Cogn Process. 2009 Feb;10 Suppl 1:S41-53. doi: 10.1007/s10339-008-0230-2. Epub 2008 Oct 22.
This paper is to investigate the use of adaptive observers for the modeling of biological neurons and networks. Assuming that a neuron can be modeled as a continuous-time nonlinear system, it is possible to determine its unknown parameters using adaptive observer, based on the concept of adaptive synchronization. The same technique can be extended for the identification of an entire biological neural network. Some conventional observer designs are studied in this paper and satisfactory results are obtained, yet with some restrictions. To further extend the applicability of adaptive observers for the modeling process, a new design is suggested. It is based on a combination of linear feedback control approach and the dynamical minimization algorithm.

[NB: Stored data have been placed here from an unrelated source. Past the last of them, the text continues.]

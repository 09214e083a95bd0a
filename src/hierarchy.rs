//! The static infrastructure hierarchy.
//!
//! Records are stored flat and reference their children by ID. The records
//! are expected to form a single tree below the root, but nothing downstream
//! relies on that: [`HierarchyStore::validate`] reports violations, and the
//! builder skips references it cannot resolve or has already emitted.

use std::collections::{HashMap, HashSet};

use serde::Deserialize;
use thiserror::Error;

use crate::builder::LayoutConfig;

/// ID of the cloud root used when a document does not name one.
pub const DEFAULT_ROOT_ID: &str = "cloud";

/// One infrastructure entity: the cloud root, an account or a service.
#[derive(Clone, Debug, PartialEq, Eq, Deserialize)]
pub struct NodeRecord {
	/// Unique identifier, referenced from parents' `children`.
	pub id: String,
	/// Display name.
	pub label: String,
	/// Provider kind (e.g. "aws"). Only affects coloring.
	#[serde(rename = "type", default)]
	pub kind: String,
	/// Number of open alerts on this entity.
	#[serde(default)]
	pub alerts: u32,
	/// Number of detected misconfigurations on this entity.
	#[serde(default)]
	pub misconfigs: u32,
	/// Child IDs in display order.
	#[serde(default)]
	pub children: Vec<String>,
}

impl NodeRecord {
	/// Whether the record declares any child references.
	pub fn has_children(&self) -> bool {
		!self.children.is_empty()
	}
}

/// A violation of the single-rooted tree shape.
#[derive(Clone, Debug, PartialEq, Eq, Error)]
pub enum HierarchyError {
	/// The configured root ID has no record.
	#[error("root node '{0}' is not in the hierarchy")]
	MissingRoot(String),
	/// Two records share an ID.
	#[error("node id '{0}' is defined more than once")]
	DuplicateId(String),
	/// A `children` entry names no record.
	#[error("node '{parent}' references missing child '{child}'")]
	DanglingReference {
		/// Record holding the reference.
		parent: String,
		/// The unresolved ID.
		child: String,
	},
	/// The root is listed as somebody's child, which closes a cycle.
	#[error("root node '{root}' is listed as a child of '{parent}'")]
	RootHasParent {
		/// The root ID.
		root: String,
		/// Record listing the root among its children.
		parent: String,
	},
	/// A record is listed under more than one parent.
	#[error("node '{child}' is a child of both '{first_parent}' and '{second_parent}'")]
	SharedChild {
		/// The shared record.
		child: String,
		/// Parent encountered first in declaration order.
		first_parent: String,
		/// Parent encountered second.
		second_parent: String,
	},
	/// A record the root cannot reach.
	#[error("node '{0}' cannot be reached from the root")]
	Unreachable(String),
}

/// Read-only collection of node records with an ID index.
#[derive(Clone, Debug, PartialEq)]
pub struct HierarchyStore {
	root: String,
	nodes: Vec<NodeRecord>,
	index: HashMap<String, usize>,
}

impl HierarchyStore {
	/// Index `nodes` under the given root. On duplicate IDs the first record wins.
	pub fn new(root: impl Into<String>, nodes: Vec<NodeRecord>) -> Self {
		let mut index = HashMap::with_capacity(nodes.len());
		for (i, node) in nodes.iter().enumerate() {
			index.entry(node.id.clone()).or_insert(i);
		}
		Self {
			root: root.into(),
			nodes,
			index,
		}
	}

	/// ID the builder starts from.
	pub fn root_id(&self) -> &str {
		&self.root
	}

	/// Record for `id`, if any.
	pub fn get(&self, id: &str) -> Option<&NodeRecord> {
		self.index.get(id).map(|&i| &self.nodes[i])
	}

	/// Whether `id` exists and has at least one child reference.
	pub fn has_children(&self, id: &str) -> bool {
		self.get(id).is_some_and(NodeRecord::has_children)
	}

	/// Number of records, duplicates included.
	pub fn len(&self) -> usize {
		self.nodes.len()
	}

	/// True when the store holds no records.
	pub fn is_empty(&self) -> bool {
		self.nodes.is_empty()
	}

	/// All records in declaration order.
	pub fn nodes(&self) -> &[NodeRecord] {
		&self.nodes
	}

	/// Check that the records form one tree below the root.
	///
	/// Reports the first violation found, scanning records in declaration order.
	pub fn validate(&self) -> Result<(), HierarchyError> {
		if self.get(&self.root).is_none() {
			return Err(HierarchyError::MissingRoot(self.root.clone()));
		}

		let mut seen = HashSet::with_capacity(self.nodes.len());
		for node in &self.nodes {
			if !seen.insert(node.id.as_str()) {
				return Err(HierarchyError::DuplicateId(node.id.clone()));
			}
		}

		let mut parent_of: HashMap<&str, &str> = HashMap::new();
		for node in &self.nodes {
			for child in &node.children {
				if self.get(child).is_none() {
					return Err(HierarchyError::DanglingReference {
						parent: node.id.clone(),
						child: child.clone(),
					});
				}
				if *child == self.root {
					return Err(HierarchyError::RootHasParent {
						root: self.root.clone(),
						parent: node.id.clone(),
					});
				}
				if let Some(first) = parent_of.insert(child.as_str(), node.id.as_str()) {
					return Err(HierarchyError::SharedChild {
						child: child.clone(),
						first_parent: first.to_string(),
						second_parent: node.id.clone(),
					});
				}
			}
		}

		// With unique parents, anything the root cannot reach is either a
		// second root or sits on a detached cycle.
		let mut reached = HashSet::with_capacity(self.nodes.len());
		let mut stack = vec![self.root.as_str()];
		while let Some(id) = stack.pop() {
			if !reached.insert(id) {
				continue;
			}
			if let Some(node) = self.get(id) {
				stack.extend(node.children.iter().map(String::as_str));
			}
		}
		match self.nodes.iter().find(|n| !reached.contains(n.id.as_str())) {
			Some(orphan) => Err(HierarchyError::Unreachable(orphan.id.clone())),
			None => Ok(()),
		}
	}

	/// Built-in dataset shown when the page does not embed one.
	pub fn sample() -> Self {
		fn node(
			id: &str,
			label: &str,
			kind: &str,
			alerts: u32,
			misconfigs: u32,
			children: &[&str],
		) -> NodeRecord {
			NodeRecord {
				id: id.to_string(),
				label: label.to_string(),
				kind: kind.to_string(),
				alerts,
				misconfigs,
				children: children.iter().map(|c| c.to_string()).collect(),
			}
		}

		Self::new(
			DEFAULT_ROOT_ID,
			vec![
				node("cloud", "Cloud", "cloud", 14, 11, &["aws", "azure", "gcp"]),
				node("aws", "AWS", "aws", 8, 4, &["aws-ec2", "aws-s3", "aws-iam", "aws-rds"]),
				node("aws-ec2", "EC2", "aws", 5, 1, &["aws-ec2-web", "aws-ec2-batch"]),
				node("aws-ec2-web", "web-01", "aws", 5, 0, &[]),
				node("aws-ec2-batch", "batch-02", "aws", 0, 1, &[]),
				node("aws-s3", "S3", "aws", 0, 3, &[]),
				node("aws-iam", "IAM", "aws", 3, 0, &[]),
				node("aws-rds", "RDS", "aws", 0, 0, &[]),
				node("azure", "Azure", "azure", 2, 5, &["azure-vm", "azure-blob"]),
				node("azure-vm", "Virtual Machines", "azure", 2, 1, &[]),
				node("azure-blob", "Blob Storage", "azure", 0, 4, &[]),
				node("gcp", "GCP", "gcp", 4, 2, &["gcp-gke", "gcp-gcs", "gcp-sql"]),
				node("gcp-gke", "GKE", "gcp", 4, 0, &["gcp-gke-prod"]),
				node("gcp-gke-prod", "prod-cluster", "gcp", 4, 0, &[]),
				node("gcp-gcs", "Cloud Storage", "gcp", 0, 2, &[]),
				node("gcp-sql", "Cloud SQL", "gcp", 0, 0, &[]),
			],
		)
	}
}

/// Page-embedded document carrying the hierarchy and its view settings.
#[derive(Clone, Debug, Deserialize)]
pub struct HierarchyDocument {
	/// Root node ID.
	#[serde(default = "default_root")]
	pub root: String,
	/// Initial filter mode name; parsed by [`crate::filter::FilterEvaluator::select`].
	#[serde(default)]
	pub filter: Option<String>,
	/// Layout spacing overrides.
	#[serde(default)]
	pub layout: LayoutConfig,
	/// Flat node records.
	pub nodes: Vec<NodeRecord>,
}

fn default_root() -> String {
	DEFAULT_ROOT_ID.to_string()
}

impl HierarchyDocument {
	/// Parse the JSON embedded in the page.
	pub fn from_json(text: &str) -> Result<Self, serde_json::Error> {
		serde_json::from_str(text)
	}

	/// Split into the store and the settings that configure the view.
	pub fn into_parts(self) -> (HierarchyStore, Option<String>, LayoutConfig) {
		(HierarchyStore::new(self.root, self.nodes), self.filter, self.layout)
	}
}

#[cfg(test)]
pub(crate) mod tests {
	use super::*;

	pub(crate) fn record(id: &str, alerts: u32, misconfigs: u32, children: &[&str]) -> NodeRecord {
		NodeRecord {
			id: id.to_string(),
			label: id.to_uppercase(),
			kind: "aws".to_string(),
			alerts,
			misconfigs,
			children: children.iter().map(|c| c.to_string()).collect(),
		}
	}

	#[test]
	fn sample_is_a_valid_tree() {
		let store = HierarchyStore::sample();
		assert_eq!(store.validate(), Ok(()));
		assert_eq!(store.root_id(), DEFAULT_ROOT_ID);
		assert!(store.has_children("aws"));
		assert!(!store.has_children("aws-s3"));
		assert!(!store.has_children("no-such-node"));
	}

	#[test]
	fn validate_reports_missing_root() {
		let store = HierarchyStore::new("cloud", vec![record("aws", 0, 0, &[])]);
		assert_eq!(
			store.validate(),
			Err(HierarchyError::MissingRoot("cloud".to_string()))
		);
	}

	#[test]
	fn validate_reports_dangling_child() {
		let store = HierarchyStore::new("cloud", vec![record("cloud", 0, 0, &["ghost"])]);
		assert_eq!(
			store.validate(),
			Err(HierarchyError::DanglingReference {
				parent: "cloud".to_string(),
				child: "ghost".to_string(),
			})
		);
	}

	#[test]
	fn validate_reports_shared_child() {
		let store = HierarchyStore::new(
			"cloud",
			vec![
				record("cloud", 0, 0, &["a", "b"]),
				record("a", 0, 0, &["c"]),
				record("b", 0, 0, &["c"]),
				record("c", 0, 0, &[]),
			],
		);
		assert_eq!(
			store.validate(),
			Err(HierarchyError::SharedChild {
				child: "c".to_string(),
				first_parent: "a".to_string(),
				second_parent: "b".to_string(),
			})
		);
	}

	#[test]
	fn validate_reports_duplicates_and_detached_cycles() {
		let dup = HierarchyStore::new(
			"cloud",
			vec![record("cloud", 0, 0, &[]), record("cloud", 1, 1, &[])],
		);
		assert_eq!(
			dup.validate(),
			Err(HierarchyError::DuplicateId("cloud".to_string()))
		);
		// First definition wins in the index.
		assert_eq!(dup.get("cloud").map(|n| n.alerts), Some(0));

		let cycle = HierarchyStore::new(
			"cloud",
			vec![
				record("cloud", 0, 0, &[]),
				record("x", 0, 0, &["y"]),
				record("y", 0, 0, &["x"]),
			],
		);
		assert_eq!(
			cycle.validate(),
			Err(HierarchyError::Unreachable("x".to_string()))
		);
	}

	#[test]
	fn validate_reports_cycles_through_the_root() {
		let self_loop = HierarchyStore::new("cloud", vec![record("cloud", 0, 0, &["cloud"])]);
		assert_eq!(
			self_loop.validate(),
			Err(HierarchyError::RootHasParent {
				root: "cloud".to_string(),
				parent: "cloud".to_string(),
			})
		);

		let via_child = HierarchyStore::new(
			"cloud",
			vec![record("cloud", 0, 0, &["a"]), record("a", 0, 0, &["cloud"])],
		);
		assert_eq!(
			via_child.validate(),
			Err(HierarchyError::RootHasParent {
				root: "cloud".to_string(),
				parent: "a".to_string(),
			})
		);
	}

	#[test]
	fn document_defaults_and_type_field() {
		let doc = HierarchyDocument::from_json(
			r#"{ "nodes": [ { "id": "cloud", "label": "Cloud", "type": "cloud",
			     "alerts": 1, "children": ["aws"] },
			   { "id": "aws", "label": "AWS", "type": "aws" } ] }"#,
		)
		.unwrap();
		assert_eq!(doc.root, "cloud");
		assert_eq!(doc.filter, None);
		assert_eq!(doc.layout, LayoutConfig::default());

		let (store, filter, _) = doc.into_parts();
		assert_eq!(filter, None);
		let cloud = store.get("cloud").unwrap();
		assert_eq!(cloud.kind, "cloud");
		assert_eq!((cloud.alerts, cloud.misconfigs), (1, 0));
		assert_eq!(store.get("aws").unwrap().children, Vec::<String>::new());
		assert_eq!(store.validate(), Ok(()));
	}

	#[test]
	fn document_rejects_negative_counts() {
		let err = HierarchyDocument::from_json(
			r#"{ "nodes": [ { "id": "cloud", "label": "Cloud", "alerts": -1 } ] }"#,
		);
		assert!(err.is_err());
	}
}
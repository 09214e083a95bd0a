//! Node presentation hints computed by the builder.
//!
//! Kept free of any canvas types so the traversal core can style nodes
//! without depending on the render surface.

use crate::hierarchy::NodeRecord;

/// RGBA color representation.
#[derive(Clone, Copy, Debug, PartialEq)]
pub struct Color {
	/// Red channel.
	pub r: u8,
	/// Green channel.
	pub g: u8,
	/// Blue channel.
	pub b: u8,
	/// Opacity in `[0, 1]`.
	pub a: f64,
}

impl Color {
	/// Opaque color from its channels.
	pub const fn rgb(r: u8, g: u8, b: u8) -> Self {
		Self { r, g, b, a: 1.0 }
	}

	/// Color with explicit opacity.
	pub const fn rgba(r: u8, g: u8, b: u8, a: f64) -> Self {
		Self { r, g, b, a }
	}

	/// Same color with opacity replaced.
	pub fn with_alpha(self, a: f64) -> Self {
		Self { a, ..self }
	}

	/// Darken the color by a factor (0.0 = unchanged, 1.0 = black)
	pub fn darken(self, factor: f64) -> Self {
		let f = 1.0 - factor.clamp(0.0, 1.0);
		Self {
			r: (self.r as f64 * f) as u8,
			g: (self.g as f64 * f) as u8,
			b: (self.b as f64 * f) as u8,
			a: self.a,
		}
	}

	/// Linear interpolation between two colors
	pub fn lerp(self, other: Color, t: f64) -> Self {
		let t = t.clamp(0.0, 1.0);
		Self {
			r: (self.r as f64 * (1.0 - t) + other.r as f64 * t) as u8,
			g: (self.g as f64 * (1.0 - t) + other.g as f64 * t) as u8,
			b: (self.b as f64 * (1.0 - t) + other.b as f64 * t) as u8,
			a: self.a * (1.0 - t) + other.a * t,
		}
	}

	/// `#rrggbb` when opaque, `rgba(...)` otherwise.
	pub fn to_css(self) -> String {
		if (self.a - 1.0).abs() < 0.001 {
			format!("#{:02x}{:02x}{:02x}", self.r, self.g, self.b)
		} else {
			format!("rgba({}, {}, {}, {})", self.r, self.g, self.b, self.a)
		}
	}
}

/// Presentation hints for a circular node.
#[derive(Clone, Debug, PartialEq)]
pub struct NodeStyle {
	/// Circle fill.
	pub fill: Color,
	/// Label color.
	pub text: Color,
	/// Circle outline.
	pub border: Color,
	/// Circle diameter in world units.
	pub diameter: f64,
	/// Whether clicking the node toggles its expansion (it has children).
	pub clickable: bool,
}

/// Node colors and sizes keyed by root-ness and provider kind.
#[derive(Clone, Debug)]
pub struct NodePalette {
	/// Fill of the root node.
	pub root_fill: Color,
	/// Label color of the root node.
	pub root_text: Color,
	/// Diameter of the root node.
	pub root_diameter: f64,
	/// Fill per provider kind; kinds not listed use `fallback_fill`.
	pub provider_fills: Vec<(String, Color)>,
	/// Fill for kinds missing from `provider_fills`.
	pub fallback_fill: Color,
	/// Label color of every non-root node.
	pub provider_text: Color,
	/// Diameter of every non-root node.
	pub diameter: f64,
	/// Outline shared by all nodes.
	pub border: Color,
}

impl NodePalette {
	/// Style for `record`; the root gets its own fill, text and size.
	pub fn style_for(&self, record: &NodeRecord, is_root: bool) -> NodeStyle {
		let (fill, text, diameter) = if is_root {
			(self.root_fill, self.root_text, self.root_diameter)
		} else {
			let fill = self
				.provider_fills
				.iter()
				.find(|(kind, _)| *kind == record.kind)
				.map_or(self.fallback_fill, |&(_, color)| color);
			(fill, self.provider_text, self.diameter)
		};
		NodeStyle {
			fill,
			text,
			border: self.border,
			diameter,
			clickable: record.has_children(),
		}
	}
}

impl Default for NodePalette {
	fn default() -> Self {
		Self {
			root_fill: Color::rgb(255, 255, 255),
			root_text: Color::rgb(0x33, 0x33, 0x33),
			root_diameter: 120.0,
			provider_fills: vec![("aws".to_string(), Color::rgb(0xff, 0x95, 0x00))],
			fallback_fill: Color::rgb(0x10, 0xb9, 0x81),
			provider_text: Color::rgb(255, 255, 255),
			diameter: 100.0,
			border: Color::rgb(0x25, 0x63, 0xeb),
		}
	}
}
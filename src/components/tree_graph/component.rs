//! Leptos component wrapping the tree graph canvas.
//!
//! The component creates an HTML canvas element and wires up mouse/wheel event
//! handlers for node clicks, node dragging, panning, and zooming. An animation
//! loop runs via `requestAnimationFrame`, advancing the camera and hover
//! animations and redrawing each frame. Whenever the `data` signal changes the
//! new graph replaces the old one and the camera eases to fit it.

use std::cell::{Cell, RefCell};
use std::rc::Rc;

use leptos::html::Canvas;
use leptos::prelude::*;
use log::{debug, warn};
use wasm_bindgen::prelude::*;
use web_sys::{CanvasRenderingContext2d, HtmlCanvasElement, MouseEvent, WheelEvent, Window};

use crate::builder::VisibleGraph;

use super::render;
use super::scale::{ScaleConfig, ScaledValues};
use super::state::TreeGraphState;
use super::theme::Theme;

/// Longest frame step fed to animations, so a backgrounded tab does not jump.
const MAX_FRAME_DT: f64 = 0.1;

/// Bundles view state with visual configuration.
struct GraphContext {
	state: TreeGraphState,
	scale: ScaleConfig,
	theme: Theme,
}

impl GraphContext {
	fn scaled(&self) -> ScaledValues {
		ScaledValues::new(&self.scale, self.state.transform.k)
	}
}

fn viewport_size(window: &Window) -> Option<(f64, f64)> {
	Some((
		window.inner_width().ok()?.as_f64()?,
		window.inner_height().ok()?.as_f64()?,
	))
}

/// Event position relative to the canvas' top-left corner.
fn pointer_position(canvas_ref: NodeRef<Canvas>, ev: &MouseEvent) -> Option<(f64, f64)> {
	let canvas: HtmlCanvasElement = canvas_ref.get()?.into();
	let rect = canvas.get_bounding_client_rect();
	Some((
		ev.client_x() as f64 - rect.left(),
		ev.client_y() as f64 - rect.top(),
	))
}

fn set_cursor(canvas_ref: NodeRef<Canvas>, cursor: &str) {
	if let Some(canvas) = canvas_ref.get() {
		let canvas: HtmlCanvasElement = canvas.into();
		let _ = web_sys::HtmlElement::style(&canvas).set_property("cursor", cursor);
	}
}

/// Renders the visible tree graph on a canvas element.
///
/// Pass the builder output via the reactive `data` signal. Clicks on nodes
/// whose style marks them clickable are reported through `on_node_click`;
/// releasing after a drag is never a click. The component sizes itself to its
/// parent container by default; set `fullscreen = true` to fill the viewport
/// and resize automatically with the window.
#[component]
pub fn TreeGraphCanvas(
	#[prop(into)] data: Signal<VisibleGraph>,
	#[prop(into)] on_node_click: Callback<String>,
	#[prop(default = false)] fullscreen: bool,
	#[prop(default = None)] width: Option<f64>,
	#[prop(default = None)] height: Option<f64>,
) -> impl IntoView {
	let canvas_ref = NodeRef::<Canvas>::new();
	let context: Rc<RefCell<Option<GraphContext>>> = Rc::new(RefCell::new(None));
	let animate: Rc<RefCell<Option<Closure<dyn FnMut()>>>> = Rc::new(RefCell::new(None));
	let resize_cb: Rc<RefCell<Option<Closure<dyn FnMut()>>>> = Rc::new(RefCell::new(None));
	let (context_init, animate_init, resize_cb_init) =
		(context.clone(), animate.clone(), resize_cb.clone());

	Effect::new(move |_| {
		let graph = data.get();

		if let Some(ref mut c) = *context_init.borrow_mut() {
			debug!("tree-graph: redraw with {} nodes", graph.nodes.len());
			c.state.set_graph(graph);
			return;
		}

		let Some(canvas) = canvas_ref.get() else {
			return;
		};
		let canvas: HtmlCanvasElement = canvas.into();
		let Some(window) = web_sys::window() else {
			return;
		};

		let (w, h) = if fullscreen {
			viewport_size(&window).unwrap_or((800.0, 600.0))
		} else {
			(
				width.unwrap_or_else(|| {
					canvas
						.parent_element()
						.map(|p| p.client_width() as f64)
						.unwrap_or(800.0)
				}),
				height.unwrap_or_else(|| {
					canvas
						.parent_element()
						.map(|p| p.client_height() as f64)
						.unwrap_or(600.0)
				}),
			)
		};
		canvas.set_width(w as u32);
		canvas.set_height(h as u32);

		let ctx: CanvasRenderingContext2d = match canvas
			.get_context("2d")
			.ok()
			.flatten()
			.and_then(|obj| obj.dyn_into().ok())
		{
			Some(ctx) => ctx,
			None => {
				warn!("tree-graph: canvas has no 2d context");
				return;
			}
		};

		*context_init.borrow_mut() = Some(GraphContext {
			state: TreeGraphState::new(graph, w, h),
			scale: ScaleConfig::default(),
			theme: Theme::default(),
		});

		if fullscreen {
			let (context_resize, canvas_resize) = (context_init.clone(), canvas.clone());
			*resize_cb_init.borrow_mut() = Some(Closure::new(move || {
				let Some((nw, nh)) = web_sys::window().as_ref().and_then(viewport_size) else {
					return;
				};
				canvas_resize.set_width(nw as u32);
				canvas_resize.set_height(nh as u32);
				if let Some(ref mut c) = *context_resize.borrow_mut() {
					c.state.resize(nw, nh);
				}
			}));
			if let Some(ref cb) = *resize_cb_init.borrow() {
				let _ =
					window.add_event_listener_with_callback("resize", cb.as_ref().unchecked_ref());
			}
		}

		let (context_anim, animate_inner) = (context_init.clone(), animate_init.clone());
		let last_frame = Rc::new(Cell::new(js_sys::Date::now()));
		*animate_init.borrow_mut() = Some(Closure::new(move || {
			let now = js_sys::Date::now();
			let dt = ((now - last_frame.replace(now)) / 1000.0).clamp(0.0, MAX_FRAME_DT);
			if let Some(ref mut c) = *context_anim.borrow_mut() {
				c.state.tick(dt);
				render::render(&c.state, &ctx, &c.scale, &c.theme);
			}
			if let (Some(cb), Some(win)) = (animate_inner.borrow().as_ref(), web_sys::window()) {
				let _ = win.request_animation_frame(cb.as_ref().unchecked_ref());
			}
		}));
		if let Some(ref cb) = *animate_init.borrow() {
			let _ = window.request_animation_frame(cb.as_ref().unchecked_ref());
		}
	});

	let context_md = context.clone();
	let on_mousedown = move |ev: MouseEvent| {
		let Some((x, y)) = pointer_position(canvas_ref, &ev) else {
			return;
		};
		if let Some(ref mut c) = *context_md.borrow_mut() {
			let scaled = c.scaled();
			c.state.press(x, y, &scaled);
			set_cursor(canvas_ref, "grabbing");
		}
	};

	let context_mm = context.clone();
	let on_mousemove = move |ev: MouseEvent| {
		let Some((x, y)) = pointer_position(canvas_ref, &ev) else {
			return;
		};
		if let Some(ref mut c) = *context_mm.borrow_mut() {
			let scaled = c.scaled();
			c.state.pointer_move(x, y, &scaled);
			if !c.state.drag.active && !c.state.pan.active {
				let cursor = if c.state.hovering_clickable() { "pointer" } else { "grab" };
				set_cursor(canvas_ref, cursor);
			}
		}
	};

	let context_mu = context.clone();
	let on_mouseup = move |_: MouseEvent| {
		let clicked = context_mu
			.borrow_mut()
			.as_mut()
			.and_then(|c| c.state.release());
		set_cursor(canvas_ref, "grab");
		if let Some(id) = clicked {
			debug!("tree-graph: clicked {id}");
			on_node_click.run(id);
		}
	};

	let context_ml = context.clone();
	let on_mouseleave = move |_: MouseEvent| {
		if let Some(ref mut c) = *context_ml.borrow_mut() {
			c.state.leave();
		}
		set_cursor(canvas_ref, "grab");
	};

	let context_wh = context.clone();
	let on_wheel = move |ev: WheelEvent| {
		ev.prevent_default();
		let Some((x, y)) = pointer_position(canvas_ref, &ev) else {
			return;
		};
		if let Some(ref mut c) = *context_wh.borrow_mut() {
			let factor = if ev.delta_y() > 0.0 { 0.9 } else { 1.1 };
			c.state.zoom_at(x, y, factor);
		}
	};

	view! {
		<canvas
			node_ref=canvas_ref
			class="tree-graph-canvas"
			on:mousedown=on_mousedown
			on:mousemove=on_mousemove
			on:mouseup=on_mouseup
			on:mouseleave=on_mouseleave
			on:wheel=on_wheel
			style="display: block; cursor: grab;"
		/>
	}
}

The effectiveness of the designed adaptive observer is confirmed with simulations.
本文旨在研究自适应观测器在生物神经元和神经网络建模中的应用。假设神经元可建模为连续时间非线性系统,基于自适应同步的概念,利用自适应观测器可以确定其未知参数。同样的技术可以扩展用于识别整个生物神经网络。本文研究了一些传统的观测器设计并取得了满意的结果,但存在一些限制。为了进一步扩展自适应观测器在建模过程中的适用性,提出了一种新的设计。它基于线性反馈控制方法和动态最小化算法的结合。通过仿真验证了所设计的自适应观测器的有效性。